Shell announces its strategy to accelerate drive for net zero emissions
February 11, 2021

OGCI member Shell set out its strategy to accelerate the company’s transformation into a provider of net-zero emissions energy products and services, powered by growth in its customer-facing businesses. The strategy supports the most ambitious goal of the Paris Agreement on climate change to limit the global temperature rise to 1.5°C.
Shell also confirmed its expectation that total carbon emissions for the company peaked in 2018 at 1.7 gigatonnes for the year, and oil production peaked in 2019.
Shell set out details of how it will achieve its target to be a net-zero emissions energy business by 2050. This comprehensive target covers the emissions from operations and the emissions from the use of all the energy products it sells, including the emissions from the oil and gas that others produce and Shell sells as products to customers,
To achieve net zero, Shell’s strategy includes:
- a new set of targets to reduce net carbon intensity: 6-8% by 2023, 20% by 2030, 45% by 2035 and 100% by 2050, using a baseline of 2016;
- seeking access to an additional 25 million tonnes a year of carbon, capture and storage capacity by 2035 (Shell’s current involvement in Quest in Canada (in operation), Northern Lights in Norway (sanctioned) and Porthos in The Netherlands (planned), will total around 4.5 million tonnes of capacity; and
- the use of high-quality nature-based solutions, in line with the philosophy of avoid, reduce and only then mitigate, to offset emissions of around 120 million tonnes a year by 2030.

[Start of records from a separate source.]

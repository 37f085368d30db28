//! Seasonal-decomposition anomaly scoring.
//!
//! Pipeline:
//! 1. Fill NaN gaps by linear interpolation.
//! 2. Estimate the seasonal period range from the spectrum of the first
//!    `fft_length` points.
//! 3. Decompose into trend, seasonal and residual.
//! 4. Score each point by `|residual - median| / MAD`.
//!
//! The score is a robust, scale-free deviation: a value of 1 is a typical
//! residual, so thresholds carry over between series of different units.

use super::fft::is_valid_fft_length;
use super::period::{PeriodEstimator, PeriodRange, SpectralBand};
use crate::error::{AnomalyError, Result};
use crate::seasonality::{DecompositionResult, MedianDecomposition};
use crate::utils::stats::{median, safe_average};

/// Configuration for anomaly detection.
#[derive(Debug, Clone, PartialEq)]
pub struct AnomalyConfig {
    /// FFT length used for period estimation (power of two, at least 64).
    pub fft_length: usize,
    /// Half-width of the trend median filter.
    pub trend_smoothness: usize,
    /// Number of seasonal refinement passes.
    pub decomposition_loops: usize,
    /// Frequency band scanned for the seasonal peak.
    pub band: SpectralBand,
}

impl Default for AnomalyConfig {
    fn default() -> Self {
        Self {
            fft_length: 256,
            trend_smoothness: 8,
            decomposition_loops: 2,
            band: SpectralBand::Low,
        }
    }
}

impl AnomalyConfig {
    /// Create a configuration with explicit parameters and the default band.
    pub fn new(fft_length: usize, trend_smoothness: usize, decomposition_loops: usize) -> Self {
        Self {
            fft_length,
            trend_smoothness,
            decomposition_loops,
            band: SpectralBand::default(),
        }
    }

    /// Set the FFT length.
    pub fn with_fft_length(mut self, fft_length: usize) -> Self {
        self.fft_length = fft_length;
        self
    }

    /// Set the trend median filter half-width.
    pub fn with_trend_smoothness(mut self, half_window: usize) -> Self {
        self.trend_smoothness = half_window;
        self
    }

    /// Set the number of seasonal refinement passes.
    pub fn with_decomposition_loops(mut self, loops: usize) -> Self {
        self.decomposition_loops = loops;
        self
    }

    /// Set the spectral band.
    pub fn with_band(mut self, band: SpectralBand) -> Self {
        self.band = band;
        self
    }

    /// Check the parameters against a series of length `len`.
    pub fn validate(&self, len: usize) -> Result<()> {
        if !is_valid_fft_length(self.fft_length) {
            return Err(AnomalyError::InvalidFftLength(self.fft_length));
        }
        if len < self.fft_length {
            return Err(AnomalyError::InsufficientData {
                needed: self.fft_length,
                got: len,
            });
        }
        if self.trend_smoothness == 0 {
            return Err(AnomalyError::InvalidParameter(
                "trend smoothness must be positive".to_string(),
            ));
        }
        if self.decomposition_loops == 0 {
            return Err(AnomalyError::InvalidParameter(
                "decomposition loops must be positive".to_string(),
            ));
        }
        Ok(())
    }
}

/// Robust deviation scores of a residual.
#[derive(Debug, Clone, PartialEq)]
pub struct RobustScores {
    /// `|x - median| / mad` for every point.
    pub scores: Vec<f64>,
    /// Median of the input.
    pub median: f64,
    /// Scale used for normalization.
    pub mad: f64,
    /// Whether the median absolute deviation was zero and the mean absolute
    /// deviation was used instead.
    pub mad_fallback: bool,
}

/// Score `values` by median absolute deviation.
///
/// When the MAD is zero (more than half the points sit exactly on the
/// median) the mean absolute deviation is used instead. If that is zero as
/// well every deviation is zero and every score is `0 / 0 = NaN`, meaning
/// "no residual variance", not an error.
pub fn robust_scores(values: &[f64]) -> RobustScores {
    let center = median(values);
    let diff: Vec<f64> = values.iter().map(|x| (x - center).abs()).collect();

    let mut mad = median(&diff);
    let mad_fallback = mad == 0.0;
    if mad_fallback {
        mad = safe_average(diff.iter().copied());
        tracing::debug!(mad, "median absolute deviation is zero, using mean absolute deviation");
    }

    let scores = diff.iter().map(|d| d / mad).collect();
    RobustScores {
        scores,
        median: center,
        mad,
        mad_fallback,
    }
}

/// Result of anomaly detection.
#[derive(Debug, Clone)]
pub struct AnomalyResult {
    /// Deviation score per point (higher = more anomalous).
    pub scores: Vec<f64>,
    /// Decomposition of the gap-filled series.
    pub decomposition: DecompositionResult,
    /// Period range estimated from the spectrum.
    pub period_range: PeriodRange,
    /// Median of the residual.
    pub median: f64,
    /// Scale used to normalize deviations.
    pub mad: f64,
    /// Whether the mean absolute deviation replaced a zero MAD.
    pub mad_fallback: bool,
    /// Number of NaN points filled before analysis.
    pub interpolated: usize,
}

impl AnomalyResult {
    /// Indices whose score exceeds `threshold`.
    pub fn anomalies(&self, threshold: f64) -> Vec<usize> {
        self.scores
            .iter()
            .enumerate()
            .filter(|(_, &score)| score > threshold)
            .map(|(i, _)| i)
            .collect()
    }

    /// Number of points whose score exceeds `threshold`.
    pub fn anomaly_count(&self, threshold: f64) -> usize {
        self.scores.iter().filter(|&&score| score > threshold).count()
    }

    /// Check if a specific index scores above `threshold`.
    pub fn is_anomaly(&self, index: usize, threshold: f64) -> bool {
        self.scores.get(index).is_some_and(|&score| score > threshold)
    }

    /// Largest finite score and its index.
    pub fn max_score(&self) -> Option<(usize, f64)> {
        let mut best: Option<(usize, f64)> = None;
        for (i, &score) in self.scores.iter().enumerate() {
            if !score.is_finite() {
                continue;
            }
            if best.map_or(true, |(_, b)| score > b) {
                best = Some((i, score));
            }
        }
        best
    }
}

/// Fill NaN runs in place by linear interpolation.
///
/// A run between two valid values becomes a ramp with step
/// `(right - left) / (run_length + 1)`. A leading run takes the first valid
/// value, a trailing run the last valid value. A series with no valid value
/// is left unchanged.
///
/// Returns the number of points filled.
pub fn interpolate_missing(series: &mut [f64]) -> usize {
    let n = series.len();
    let mut filled = 0;
    let mut run_start: Option<usize> = None;

    for i in 0..=n {
        if i < n && series[i].is_nan() {
            if run_start.is_none() {
                run_start = Some(i);
            }
            continue;
        }
        let Some(start) = run_start.take() else {
            continue;
        };

        let left = if start > 0 { Some(series[start - 1]) } else { None };
        let right = if i < n { Some(series[i]) } else { None };
        let (left, right) = match (left, right) {
            (Some(l), Some(r)) => (l, r),
            (Some(l), None) => (l, l),
            (None, Some(r)) => (r, r),
            (None, None) => continue,
        };

        let step = (right - left) / (i - start + 1) as f64;
        for (k, value) in series[start..i].iter_mut().enumerate() {
            *value = left + step * (k + 1) as f64;
        }
        filled += i - start;
    }

    filled
}

/// Detect anomalies in a time series.
///
/// The input is not modified; NaN gaps are filled on a copy.
///
/// # Errors
/// - [`AnomalyError::EmptyData`] for an empty series.
/// - [`AnomalyError::InvalidFftLength`], [`AnomalyError::InsufficientData`]
///   or [`AnomalyError::InvalidParameter`] for invalid configuration.
/// - [`AnomalyError::MissingValues`] if no point is valid.
/// - [`AnomalyError::InvalidPeriod`] if the spectral peak cannot be turned
///   into a period range.
pub fn detect(series: &[f64], config: &AnomalyConfig) -> Result<AnomalyResult> {
    if series.is_empty() {
        return Err(AnomalyError::EmptyData);
    }
    config.validate(series.len())?;

    let mut values = series.to_vec();
    let interpolated = interpolate_missing(&mut values);
    // Only an all-NaN series survives interpolation with gaps
    if values.iter().any(|x| x.is_nan()) {
        return Err(AnomalyError::MissingValues);
    }
    if interpolated > 0 {
        tracing::debug!(interpolated, "filled missing values");
    }

    let estimate = PeriodEstimator::new(config.fft_length)?
        .with_band(config.band)
        .estimate(&values)?;
    let range = estimate.range;

    let decomposition = MedianDecomposition::new(range.min_period, range.max_period)
        .with_trend_smoothness(config.trend_smoothness)
        .with_iterations(config.decomposition_loops)
        .decompose(&values)?;

    let RobustScores {
        scores,
        median,
        mad,
        mad_fallback,
    } = robust_scores(&decomposition.residual);

    Ok(AnomalyResult {
        scores,
        decomposition,
        period_range: range,
        median,
        mad,
        mad_fallback,
        interpolated,
    })
}

/// Detect anomalies with explicit parameters and the default spectral band.
///
/// `fft_length` must be a power of two of at least 64 and no longer than the
/// series.
pub fn detect_anomalies(
    series: &[f64],
    fft_length: usize,
    trend_smoothness: usize,
    decomposition_loops: usize,
) -> Result<AnomalyResult> {
    detect(
        series,
        &AnomalyConfig::new(fft_length, trend_smoothness, decomposition_loops),
    )
}
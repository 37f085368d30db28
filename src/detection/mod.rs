//! Detection utilities for time series analysis.
//!
//! This module provides:
//! - A radix-2 FFT and spectral period range estimation
//! - Robust anomaly scoring on seasonal-trend residuals

pub mod anomaly;
pub mod fft;
pub mod period;

pub use anomaly::{
    detect, detect_anomalies, interpolate_missing, robust_scores, AnomalyConfig, AnomalyResult,
    RobustScores,
};
pub use period::{estimate_period_range, PeriodEstimate, PeriodEstimator, PeriodRange, SpectralBand};
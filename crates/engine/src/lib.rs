//! Transaction execution for Gamma
//!
//! This crate sits on top of `gamma-concurrency` and provides:
//! - [`TxnExecutor`]: retry loop, propagation levels and blocking retry
//! - [`SpeculativeConfig`]: per-call-site variant escalation
//! - [`CommitBarrier`]: commit several transactions as one unit

#![warn(missing_docs)]
#![warn(clippy::all)]

pub mod barrier;
pub mod executor;
pub mod speculative;

pub use barrier::CommitBarrier;
pub use executor::{StmExecutorExt, TxnExecutor};
pub use speculative::SpeculativeConfig;
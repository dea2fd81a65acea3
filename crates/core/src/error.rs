//! Error types for the Gamma STM
//!
//! Every fallible operation returns [`StmResult`]. Errors fall into classes:
//!
//! - Control-flow signals (`ReadWriteConflict`, `LockNotFree`,
//!   `SpeculativeConfigurationFailure`, `Retry`): consumed by the executor's
//!   retry loop, normally never seen by callers.
//! - Propagation errors (`TransactionMandatory`, `TransactionNotAllowed`).
//! - Lifecycle errors (`DeadTransaction`, `PreparedTransaction`): misuse of
//!   a transaction that is no longer active.
//! - Resource errors (`RetryNotAllowed`, `RetryNotPossible`,
//!   `RetryLimitExceeded`, `RetryTimeout`).
//! - Barrier errors (`CommitBarrierResolved`, `CommitBarrierAborted`).
//! - Application errors raised by user blocks, never retried.

use crate::types::{BarrierState, Capability, LockMode, RefId, TxnId, TxnKind, TxnStatus};
use std::fmt;
use thiserror::Error;

/// Result type alias for STM operations
pub type StmResult<T> = std::result::Result<T, StmError>;

/// Why a read or commit could not proceed
#[derive(Debug, Clone, Copy, PartialEq, Eq)]
pub enum ConflictReason {
    /// The version observed at open no longer matches the committed version
    VersionChanged {
        /// Version recorded when the reference was opened
        read_version: u64,
        /// Version found at validation time
        current_version: u64,
    },
    /// Another transaction holds a lock that blocks this access
    LockedByOther {
        /// Mode held by the other transaction
        mode: LockMode,
    },
    /// A commit lock could not be acquired within the spin budget
    LockContended {
        /// Mode that was requested
        requested: LockMode,
    },
}

impl fmt::Display for ConflictReason {
    fn fmt(&self, f: &mut fmt::Formatter<'_>) -> fmt::Result {
        match self {
            ConflictReason::VersionChanged {
                read_version,
                current_version,
            } => write!(
                f,
                "version changed from {} to {}",
                read_version, current_version
            ),
            ConflictReason::LockedByOther { mode } => {
                write!(f, "{} lock held by another transaction", mode)
            }
            ConflictReason::LockContended { requested } => {
                write!(f, "{} lock not acquired within spin budget", requested)
            }
        }
    }
}

/// Errors raised by references, transactions, executors and barriers
#[derive(Debug, Error)]
pub enum StmError {
    // === Control-flow signals ===
    /// A read or commit observed a concurrent change; the attempt must restart
    #[error("read/write conflict on {ref_id}: {reason}")]
    ReadWriteConflict {
        /// Reference that conflicted
        ref_id: RefId,
        /// What was observed
        reason: ConflictReason,
    },

    /// An explicit lock request could not be granted
    #[error("lock not free on {ref_id}: requested {requested}, held {held}")]
    LockNotFree {
        /// Reference whose lock was requested
        ref_id: RefId,
        /// Mode requested
        requested: LockMode,
        /// Mode held by someone else
        held: LockMode,
    },

    /// The current variant lacks a capability the block needs
    #[error("configuration too small: {kind} lacks {capability}")]
    SpeculativeConfigurationFailure {
        /// Variant that was running
        kind: TxnKind,
        /// Capability that was needed
        capability: Capability,
    },

    /// The block asked to wait until something it read changes
    #[error("retry requested")]
    Retry,

    // === Propagation ===
    /// Propagation level `Mandatory` without an ambient transaction
    #[error("transaction mandatory but none is active")]
    TransactionMandatory,

    /// Propagation level `Never` with an ambient transaction
    #[error("transaction not allowed but one is active")]
    TransactionNotAllowed,

    // === Lifecycle ===
    /// Operation on a committed or aborted transaction
    #[error("{txn_id} is dead ({status})")]
    DeadTransaction {
        /// Transaction that was used
        txn_id: TxnId,
        /// Its (unchanged) terminal status
        status: TxnStatus,
    },

    /// Operation on a prepared transaction; the transaction was aborted
    #[error("{txn_id} is prepared and can no longer be used")]
    PreparedTransaction {
        /// Transaction that was used
        txn_id: TxnId,
    },

    // === Resource ===
    /// `retry()` while blocking is disabled
    #[error("blocking retry is not allowed by the transaction configuration")]
    RetryNotAllowed,

    /// `retry()` with nothing that another transaction could change
    #[error("retry is not possible: no tracked reads to wait on")]
    RetryNotPossible,

    /// The executor ran out of attempts
    #[error("retry limit exceeded after {attempts} attempts")]
    RetryLimitExceeded {
        /// Attempts made
        attempts: u32,
    },

    /// A blocking retry did not wake before the timeout elapsed
    #[error("blocking retry timed out")]
    RetryTimeout,

    // === Barrier ===
    /// Joining a barrier that already committed or aborted
    #[error("commit barrier already {state}")]
    CommitBarrierResolved {
        /// Terminal state of the barrier
        state: BarrierState,
    },

    /// The barrier was aborted while this party waited
    #[error("commit barrier aborted")]
    CommitBarrierAborted,

    // === Configuration ===
    /// Invalid or unreadable configuration
    #[error("invalid configuration: {0}")]
    InvalidConfig(String),

    // === Application ===
    /// Error raised by user code inside a transaction block
    #[error("application error: {0}")]
    Application(#[source] Box<dyn std::error::Error + Send + Sync>),
}

impl StmError {
    /// Wrap an application error so it aborts the transaction and propagates
    pub fn application<E>(err: E) -> Self
    where
        E: Into<Box<dyn std::error::Error + Send + Sync>>,
    {
        StmError::Application(err.into())
    }

    /// Create an invalid-config error
    pub fn invalid_config(msg: impl Into<String>) -> Self {
        StmError::InvalidConfig(msg.into())
    }

    /// Signals handled by the executor's retry loop
    pub fn is_control_flow(&self) -> bool {
        matches!(
            self,
            StmError::ReadWriteConflict { .. }
                | StmError::LockNotFree { .. }
                | StmError::SpeculativeConfigurationFailure { .. }
                | StmError::Retry
        )
    }

    /// Concurrency conflicts that a fresh attempt may not hit again
    pub fn is_conflict(&self) -> bool {
        matches!(
            self,
            StmError::ReadWriteConflict { .. } | StmError::LockNotFree { .. }
        )
    }

    /// Errors that a new attempt can resolve
    pub fn is_retryable(&self) -> bool {
        self.is_control_flow()
    }

    /// `TransactionMandatory` or `TransactionNotAllowed`
    pub fn is_propagation(&self) -> bool {
        matches!(
            self,
            StmError::TransactionMandatory | StmError::TransactionNotAllowed
        )
    }

    /// `DeadTransaction` or `PreparedTransaction`
    pub fn is_lifecycle(&self) -> bool {
        matches!(
            self,
            StmError::DeadTransaction { .. } | StmError::PreparedTransaction { .. }
        )
    }

    /// Capability that a speculative failure asked for
    pub fn needed_capability(&self) -> Option<Capability> {
        match self {
            StmError::SpeculativeConfigurationFailure { capability, .. } => Some(*capability),
            _ => None,
        }
    }
}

Shell will work with the Science Based Targets Initiative, Transition Pathway Initiative and others to develop standards for the industry and align with those standards. It will submit an Energy Transition Plan for an advisory vote to shareholders in 2021, the first in the sector to do so. The plan will be updated every three years and shareholders will vote on the progress made each year.